Copy out all lines from the entries below in which "SettingsUpdate" occurs.

_Collected data entries:_
----------

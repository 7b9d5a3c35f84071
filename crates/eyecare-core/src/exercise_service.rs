use std::sync::Arc;

use eyecare_common::{
    keys,
    types::{Exercise, ExerciseSession, ExerciseType, ExerciseUpdate, NewExercise},
    Error, Result,
};
use eyecare_db::StorageService;
use tokio::sync::RwLock;
use tracing::{debug, info, warn};

use crate::{catalog, clock::SharedClock};

/// Outcome of asking to complete a session.
#[derive(Debug, Clone, PartialEq)]
pub enum SessionCompletion {
    Completed(ExerciseSession),
    /// The session had been completed earlier; nothing changed.
    AlreadyCompleted(ExerciseSession),
}

impl SessionCompletion {
    pub fn session(&self) -> &ExerciseSession {
        match self {
            SessionCompletion::Completed(s) | SessionCompletion::AlreadyCompleted(s) => s,
        }
    }

    pub fn into_session(self) -> ExerciseSession {
        match self {
            SessionCompletion::Completed(s) | SessionCompletion::AlreadyCompleted(s) => s,
        }
    }

    pub fn is_new(&self) -> bool {
        matches!(self, SessionCompletion::Completed(_))
    }
}

/// Exercise catalog and session log.
#[derive(Clone)]
pub struct ExerciseService {
    storage: StorageService,
    clock: SharedClock,
    exercises: Arc<RwLock<Vec<Exercise>>>,
    sessions: Arc<RwLock<Vec<ExerciseSession>>>,
}

impl ExerciseService {
    pub async fn new(storage: StorageService, clock: SharedClock) -> Self {
        let exercises = match storage.load::<Vec<Exercise>>(keys::EXERCISES).await {
            Some(exercises) => {
                debug!("Loaded {} exercises from storage", exercises.len());
                exercises
            }
            None => {
                info!("No stored exercise catalog, seeding defaults");
                let defaults = catalog::default_exercises();
                storage.save(keys::EXERCISES, &defaults).await;
                defaults
            }
        };

        let sessions =
            storage.load::<Vec<ExerciseSession>>(keys::EXERCISE_SESSIONS).await.unwrap_or_default();

        Self {
            storage,
            clock,
            exercises: Arc::new(RwLock::new(exercises)),
            sessions: Arc::new(RwLock::new(sessions)),
        }
    }

    pub async fn list_exercises(&self) -> Vec<Exercise> {
        self.exercises.read().await.clone()
    }

    pub async fn get_exercise(&self, id: &str) -> Option<Exercise> {
        self.exercises.read().await.iter().find(|e| e.id == id).cloned()
    }

    pub async fn get_exercise_by_type(&self, exercise_type: ExerciseType) -> Option<Exercise> {
        self.exercises.read().await.iter().find(|e| e.exercise_type == exercise_type).cloned()
    }

    pub async fn add_exercise(&self, new_exercise: NewExercise) -> Exercise {
        let exercise = new_exercise.into_exercise();

        let mut exercises = self.exercises.write().await;
        exercises.push(exercise.clone());
        self.storage.save(keys::EXERCISES, &*exercises).await;

        info!("Added exercise {} ({})", exercise.title, exercise.id);
        exercise
    }

    pub async fn update_exercise(&self, id: &str, update: ExerciseUpdate) -> Option<Exercise> {
        let mut exercises = self.exercises.write().await;
        let exercise = exercises.iter_mut().find(|e| e.id == id)?;
        update.apply(exercise);
        let updated = exercise.clone();

        self.storage.save(keys::EXERCISES, &*exercises).await;
        Some(updated)
    }

    pub async fn delete_exercise(&self, id: &str) -> bool {
        let mut exercises = self.exercises.write().await;
        let before = exercises.len();
        exercises.retain(|e| e.id != id);

        if exercises.len() == before {
            return false;
        }

        self.storage.save(keys::EXERCISES, &*exercises).await;
        info!("Deleted exercise {}", id);
        true
    }

    /// Open a session for a catalog exercise.
    pub async fn start_session(&self, exercise_id: &str) -> Result<ExerciseSession> {
        if self.get_exercise(exercise_id).await.is_none() {
            return Err(Error::ExerciseNotFound(exercise_id.to_string()));
        }

        let session = ExerciseSession::start(exercise_id.to_string(), self.clock.now_utc());

        let mut sessions = self.sessions.write().await;
        sessions.push(session.clone());
        self.storage.save(keys::EXERCISE_SESSIONS, &*sessions).await;

        info!("Started session {} for exercise {}", session.id, exercise_id);
        Ok(session)
    }

    /// Close a session and bump its exercise's completion counter.
    ///
    /// Completing an already completed session changes nothing. The session log is
    /// persisted before the catalog.
    pub async fn complete_session(&self, session_id: &str) -> Option<SessionCompletion> {
        let now = self.clock.now_utc();

        let session = {
            let mut sessions = self.sessions.write().await;
            let session = sessions.iter_mut().find(|s| s.id == session_id)?;
            if session.completed {
                debug!("Session {} was already completed", session_id);
                return Some(SessionCompletion::AlreadyCompleted(session.clone()));
            }
            session.finish(now);
            let finished = session.clone();

            self.storage.save(keys::EXERCISE_SESSIONS, &*sessions).await;
            finished
        };

        let mut exercises = self.exercises.write().await;
        match exercises.iter_mut().find(|e| e.id == session.exercise_id) {
            Some(exercise) => {
                exercise.completion_count += 1;
                exercise.last_completed = Some(now);
                self.storage.save(keys::EXERCISES, &*exercises).await;
            }
            None => warn!(
                "Session {} refers to exercise {} which is no longer in the catalog",
                session.id, session.exercise_id
            ),
        }

        info!("Completed session {} after {}s", session.id, session.duration);
        Some(SessionCompletion::Completed(session))
    }

    /// Record a finished step on an open session.
    pub async fn complete_step(
        &self,
        session_id: &str,
        step_id: u32,
        actual_duration_seconds: u32,
    ) -> Option<ExerciseSession> {
        let mut sessions = self.sessions.write().await;
        let session = sessions.iter_mut().find(|s| s.id == session_id && !s.completed)?;
        session.record_step(step_id, actual_duration_seconds);
        let updated = session.clone();

        self.storage.save(keys::EXERCISE_SESSIONS, &*sessions).await;
        Some(updated)
    }

    pub async fn get_session(&self, session_id: &str) -> Option<ExerciseSession> {
        self.sessions.read().await.iter().find(|s| s.id == session_id).cloned()
    }

    pub async fn sessions_for_exercise(&self, exercise_id: &str) -> Vec<ExerciseSession> {
        let sessions = self.sessions.read().await;
        sessions.iter().filter(|s| s.exercise_id == exercise_id).cloned().collect()
    }

    /// Most recently started sessions first.
    pub async fn recent_sessions(&self, limit: usize) -> Vec<ExerciseSession> {
        let mut sessions = self.sessions.read().await.clone();
        sessions.sort_by(|a, b| b.start_time.cmp(&a.start_time));
        sessions.truncate(limit);
        sessions
    }

    pub async fn most_completed_exercises(&self, limit: usize) -> Vec<Exercise> {
        let mut exercises = self.exercises.read().await.clone();
        exercises.sort_by(|a, b| b.completion_count.cmp(&a.completion_count));
        exercises.truncate(limit);
        exercises
    }

    /// Reseed the catalog and drop every session.
    pub async fn reset(&self) {
        let defaults = catalog::default_exercises();

        {
            let mut exercises = self.exercises.write().await;
            *exercises = defaults;
            self.storage.save(keys::EXERCISES, &*exercises).await;
        }

        let mut sessions = self.sessions.write().await;
        sessions.clear();
        self.storage.save(keys::EXERCISE_SESSIONS, &*sessions).await;

        info!("Exercise catalog and session log reset");
    }
}
use anyhow::{Context, Result};
use clap::Args;
use eyecare_common::types::{ExerciseType, GoalsUpdate, SettingsUpdate};
use eyecare_core::AppData;

use super::print_json;

#[derive(Args, Debug)]
pub struct SettingsArgs {
    #[arg(long)]
    pub notifications: Option<bool>,
    #[arg(long)]
    pub dark_mode: Option<bool>,
    #[arg(long)]
    pub reminders: Option<bool>,
    #[arg(long, value_delimiter = ',', help = "Reminder times as HH:MM, comma separated")]
    pub reminder_times: Option<Vec<String>>,
    #[arg(long, value_delimiter = ',', help = "Preferred exercise types, comma separated")]
    pub preferred: Option<Vec<String>>,
    #[arg(long)]
    pub work_minutes: Option<u32>,
    #[arg(long)]
    pub break_minutes: Option<u32>,
    #[arg(long)]
    pub language: Option<String>,
    #[arg(long, help = "Daily exercise goal")]
    pub goal_exercises: Option<u32>,
    #[arg(long, help = "Daily screen time limit in minutes")]
    pub goal_screen_time: Option<f64>,
    #[arg(long, help = "Daily exercise time goal in minutes")]
    pub goal_exercise_time: Option<f64>,
}

pub async fn create(app: &AppData, name: &str, email: Option<String>) -> Result<()> {
    let user = app.create_user(name, email).await.context("Failed to create user")?;
    println!("Created user '{}' with ID: {}", user.name, user.id);
    Ok(())
}

pub async fn show(app: &AppData, json: bool) -> Result<()> {
    let Some(user) = app.user_service().current_user().await else {
        println!("No user profile yet. Create one with: eyecare-ctl user create <name>");
        return Ok(());
    };

    if json {
        return print_json(serde_json::to_value(&user)?);
    }

    let stats = &user.stats;
    let progress = &user.daily_goals.current_progress;

    println!("{} ({})", user.name, user.email.as_deref().unwrap_or("no email"));
    println!("  Health score:     {}", stats.health_score);
    println!("  Streak:           {} days ({} active days)", stats.streak, stats.days_active);
    println!(
        "  Exercises:        {} ({:.1} min total)",
        stats.exercises_completed, stats.total_exercise_time
    );
    println!("  Blink rate:       {:.1}/min", stats.blink_rate);
    println!("  Screen time:      {:.0} min/day", stats.screen_time);

    let goals = app.daily_goal_progress().await?;

    println!("\nToday ({:.0}% of daily goals):", goals.overall);
    println!(
        "  Exercises:   {}/{} ({:.0}%)",
        progress.exercises_completed, user.daily_goals.exercises, goals.exercises
    );
    println!(
        "  Exercise:    {:.1}/{:.0} min ({:.0}%)",
        progress.exercise_time, user.daily_goals.exercise_time, goals.exercise_time
    );
    println!(
        "  Screen time: {:.0}/{:.0} min ({:.0}% used)",
        progress.screen_time, user.daily_goals.screen_time_limit, goals.screen_time
    );

    println!("\nAchievements:");
    for achievement in &user.achievements {
        let marker = if achievement.is_unlocked { achievement.icon.as_str() } else { "  " };
        println!("  {} {} - {}", marker, achievement.title, achievement.description);
    }

    Ok(())
}

pub async fn settings(app: &AppData, args: SettingsArgs) -> Result<()> {
    let preferred_exercise_types = args
        .preferred
        .map(|types| types.iter().map(|t| t.parse::<ExerciseType>()).collect::<Result<Vec<_>, _>>())
        .transpose()?;

    let settings = app
        .update_user_settings(SettingsUpdate {
            notifications_enabled: args.notifications,
            dark_mode_enabled: args.dark_mode,
            reminders_enabled: args.reminders,
            reminder_times: args.reminder_times,
            preferred_exercise_types,
            work_duration_minutes: args.work_minutes,
            break_duration_minutes: args.break_minutes,
            language: args.language,
        })
        .await
        .context("Failed to update settings")?;

    let goals = app
        .update_daily_goals(GoalsUpdate {
            exercises: args.goal_exercises,
            screen_time_limit: args.goal_screen_time,
            exercise_time: args.goal_exercise_time,
        })
        .await
        .context("Failed to update daily goals")?;

    print_json(serde_json::json!({ "settings": settings, "daily_goals": goals }))
}
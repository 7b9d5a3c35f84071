//! Injectable wall clock.
//!
//! Every date computation in the services goes through a [`Clock`] so tests can
//! pin "now" and walk it across day, week and month boundaries.

use std::sync::{Arc, RwLock};

use chrono::{DateTime, Duration, Local, NaiveDate, NaiveDateTime, TimeZone, Utc};

pub trait Clock: Send + Sync {
    fn now(&self) -> DateTime<Local>;

    fn now_utc(&self) -> DateTime<Utc> {
        self.now().with_timezone(&Utc)
    }

    fn today(&self) -> NaiveDate {
        self.now().date_naive()
    }
}

pub type SharedClock = Arc<dyn Clock>;

#[derive(Debug, Clone, Copy, Default)]
pub struct SystemClock;

impl Clock for SystemClock {
    fn now(&self) -> DateTime<Local> {
        Local::now()
    }
}

/// Clock that only moves when told to.
#[derive(Debug)]
pub struct ManualClock {
    now: RwLock<DateTime<Local>>,
}

impl ManualClock {
    pub fn new(now: DateTime<Local>) -> Self {
        Self { now: RwLock::new(now) }
    }

    /// Clock set to a local wall-clock time.
    pub fn at_local(naive: NaiveDateTime) -> Self {
        Self::new(local_from_naive(naive))
    }

    pub fn set(&self, now: DateTime<Local>) {
        let mut guard = self.now.write().unwrap_or_else(|e| e.into_inner());
        *guard = now;
    }

    pub fn set_local(&self, naive: NaiveDateTime) {
        self.set(local_from_naive(naive));
    }

    pub fn advance(&self, by: Duration) {
        let mut guard = self.now.write().unwrap_or_else(|e| e.into_inner());
        *guard += by;
    }
}

impl Clock for ManualClock {
    fn now(&self) -> DateTime<Local> {
        *self.now.read().unwrap_or_else(|e| e.into_inner())
    }
}

/// Resolve a local wall-clock time, taking the earlier instant when it is ambiguous.
/// Times skipped by a DST jump are read as UTC.
pub(crate) fn local_from_naive(naive: NaiveDateTime) -> DateTime<Local> {
    Local
        .from_local_datetime(&naive)
        .earliest()
        .unwrap_or_else(|| Utc.from_utc_datetime(&naive).with_timezone(&Local))
}
use serde::{Deserialize, Serialize};

#[derive(Debug, Clone, Serialize, Deserialize)]
#[serde(default)]
pub struct GeneralConfig {
    pub data_dir: Option<String>,
    pub log_level: String,
}

impl Default for GeneralConfig {
    fn default() -> Self {
        Self { data_dir: None, log_level: "info".to_string() }
    }
}

#[derive(Debug, Clone, Serialize, Deserialize)]
pub struct StorageConfig {
    /// Path of the SQLite file backing the key-value store.
    pub path: String,
    /// Skip the durable backend entirely and keep everything in memory.
    #[serde(default)]
    pub in_memory: bool,
}

impl Default for StorageConfig {
    fn default() -> Self {
        Self { path: "eyecare.db".to_string(), in_memory: false }
    }
}
pub mod analytics_service;
pub mod app_data;
pub mod calendar;
pub mod catalog;
pub mod clock;
pub mod config;
pub mod exercise_service;
pub mod health_score;
pub mod user_service;

pub use analytics_service::AnalyticsService;
pub use app_data::{AppData, AppSnapshot};
pub use clock::{Clock, ManualClock, SharedClock, SystemClock};
pub use config::AppConfig;
pub use exercise_service::{ExerciseService, SessionCompletion};
pub use health_score::{HealthScoreBreakdown, HealthScoreInputs};
pub use user_service::UserService;
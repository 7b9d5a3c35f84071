//! Built-in exercise catalog seeded on first run.

use eyecare_common::types::{Difficulty, Exercise, ExerciseStep, ExerciseType, NewExercise};

pub const DEFAULT_COLOR: &str = "#E8ECC5";

fn step(id: u32, instruction: &str, duration_seconds: u32) -> ExerciseStep {
    ExerciseStep { id, instruction: instruction.to_string(), duration_seconds }
}

fn exercise(
    title: &str,
    description: &str,
    duration: &str,
    difficulty: Difficulty,
    exercise_type: ExerciseType,
    benefits: [&str; 3],
) -> NewExercise {
    NewExercise {
        title: title.to_string(),
        description: description.to_string(),
        duration: duration.to_string(),
        difficulty,
        color: DEFAULT_COLOR.to_string(),
        exercise_type,
        steps: None,
        benefits: benefits.iter().map(|b| b.to_string()).collect(),
    }
}

/// One exercise per [`ExerciseType`], with fresh ids and zeroed counters.
pub fn default_exercises() -> Vec<Exercise> {
    use Difficulty::*;
    use ExerciseType::*;

    let mut quick = exercise(
        "Quick",
        "A quick exercise routine for busy days",
        "1 min",
        Easy,
        Quick,
        ["Reduces eye strain", "Improves focus", "Quick relief"],
    );
    quick.steps = Some(vec![
        step(1, "Focus on a distant object for 20 seconds", 20),
        step(2, "Blink rapidly for 5 seconds", 5),
        step(3, "Roll your eyes clockwise 5 times", 10),
        step(4, "Roll your eyes counterclockwise 5 times", 10),
        step(5, "Look up and down 5 times", 10),
        step(6, "Look left and right 5 times", 10),
    ]);

    vec![
        quick,
        exercise(
            "Eye Rolling",
            "Roll your eyes in circular motions to exercise eye muscles",
            "1 min",
            Easy,
            EyeRolling,
            ["Strengthens eye muscles", "Improves blood circulation", "Relieves strain"],
        ),
        exercise(
            "Focusing",
            "Shift focus between near and far objects to exercise eye focusing muscles",
            "1 min",
            Easy,
            Focusing,
            ["Improves focusing ability", "Reduces eye fatigue", "Helps with eye coordination"],
        ),
        exercise(
            "Blink Practice",
            "Practice conscious blinking to keep your eyes lubricated",
            "1 min",
            Easy,
            BlinkPractice,
            ["Prevents dry eyes", "Improves tear production", "Reduces eye strain"],
        ),
        exercise(
            "Eye Yoga",
            "Comprehensive yoga routine for your eyes",
            "3 min",
            Hard,
            EyeYoga,
            ["Complete eye relaxation", "Strengthens all eye muscles", "Improves vision clarity"],
        ),
        exercise(
            "Relaxation",
            "Gentle exercises to relax your eyes",
            "2 min",
            Medium,
            Relaxation,
            ["Reduces eye tension", "Relieves stress", "Refreshes tired eyes"],
        ),
        exercise(
            "Strength",
            "Strengthen your eye muscles with these exercises",
            "3 min",
            Medium,
            Strength,
            ["Builds eye muscle strength", "Improves focus control", "Enhances eye movement"],
        ),
        exercise(
            "Eye Movement",
            "Practice controlled eye movements in different directions",
            "2 min",
            Medium,
            EyeMovement,
            [
                "Improves eye coordination",
                "Enhances eye tracking",
                "Strengthens directional muscles",
            ],
        ),
        exercise(
            "Figure Eight",
            "Trace a figure eight pattern with your eyes",
            "2 min",
            Medium,
            FigureEight,
            ["Improves eye movement control", "Enhances coordination", "Strengthens muscles"],
        ),
        exercise(
            "Pencil Pushups",
            "Focus exercises using a pencil to train convergence",
            "2 min",
            Medium,
            PencilPushups,
            ["Improves convergence", "Helps with focus", "Strengthens eye teaming"],
        ),
        exercise(
            "Dark Adaptation",
            "Help your eyes adjust between light and dark environments",
            "1 min",
            Easy,
            DarkAdaptation,
            ["Improves light sensitivity", "Reduces eye fatigue", "Enhances night vision"],
        ),
    ]
    .into_iter()
    .map(NewExercise::into_exercise)
    .collect()
}
//! Local-calendar helpers for week and month bucketing.
//!
//! Weeks run Sunday 00:00:00.000 through Saturday 23:59:59.999 in local time.

use chrono::{DateTime, Datelike, Duration, Local, NaiveDate, NaiveTime, Utc};

use crate::clock::local_from_naive;

#[derive(Debug, Clone, Copy, PartialEq, Eq)]
pub struct WeekBounds {
    pub start: DateTime<Utc>,
    pub end: DateTime<Utc>,
    /// Local date of the Sunday that opens the week
    pub first_day: NaiveDate,
}

/// Bounds of the week containing `now`.
pub fn week_of(now: DateTime<Local>) -> WeekBounds {
    let today = now.date_naive();
    let first_day = today - Duration::days(today.weekday().num_days_from_sunday() as i64);
    let next_first_day = first_day + Duration::days(7);

    let start = start_of_day(first_day);
    let end = start_of_day(next_first_day) - Duration::milliseconds(1);

    WeekBounds { start, end, first_day }
}

/// Index into a week's daily array, Sunday = 0.
pub fn weekday_index(date: NaiveDate) -> usize {
    date.weekday().num_days_from_sunday() as usize
}

/// Local calendar date of a stored instant.
pub fn local_date(instant: DateTime<Utc>) -> NaiveDate {
    instant.with_timezone(&Local).date_naive()
}

/// Local (month 1-12, year) of a stored instant.
pub fn month_year(instant: DateTime<Utc>) -> (u32, i32) {
    let date = local_date(instant);
    (date.month(), date.year())
}

fn start_of_day(date: NaiveDate) -> DateTime<Utc> {
    local_from_naive(date.and_time(NaiveTime::MIN)).with_timezone(&Utc)
}

#[cfg(test)]
mod tests {
    use super::*;
    use crate::clock::{Clock, ManualClock};

    fn date(y: i32, m: u32, d: u32) -> NaiveDate {
        NaiveDate::from_ymd_opt(y, m, d).unwrap()
    }

    fn noon(y: i32, m: u32, d: u32) -> DateTime<Local> {
        ManualClock::at_local(date(y, m, d).and_hms_opt(12, 0, 0).unwrap()).now()
    }

    #[test]
    fn test_week_starts_on_sunday() {
        // Wednesday 2026-10-14
        let bounds = week_of(noon(2026, 10, 14));

        assert_eq!(bounds.first_day, date(2026, 10, 11));
        assert_eq!(local_date(bounds.start), date(2026, 10, 11));
        assert_eq!(local_date(bounds.end), date(2026, 10, 17));
    }

    #[test]
    fn test_sunday_and_saturday_belong_to_same_week() {
        let sunday = week_of(noon(2026, 10, 11));
        let saturday = week_of(noon(2026, 10, 17));

        assert_eq!(sunday, saturday);
    }

    #[test]
    fn test_week_end_is_last_millisecond() {
        let bounds = week_of(noon(2026, 10, 14));
        let next = week_of(noon(2026, 10, 18));

        assert_eq!(next.start - bounds.end, Duration::milliseconds(1));
    }

    #[test]
    fn test_week_spanning_month_boundary() {
        // Thursday 2026-10-01; the week opened on Sunday 2026-09-27
        let bounds = week_of(noon(2026, 10, 1));

        assert_eq!(bounds.first_day, date(2026, 9, 27));
        assert_eq!(month_year(bounds.start), (9, 2026));
    }

    #[test]
    fn test_weekday_index() {
        assert_eq!(weekday_index(date(2026, 10, 11)), 0);
        assert_eq!(weekday_index(date(2026, 10, 14)), 3);
        assert_eq!(weekday_index(date(2026, 10, 17)), 6);
    }
}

----------

_Exercise output:_
use eyecare_common::types::{ExerciseType, GoalsUpdate, SettingsUpdate};
        .update_user_settings(SettingsUpdate {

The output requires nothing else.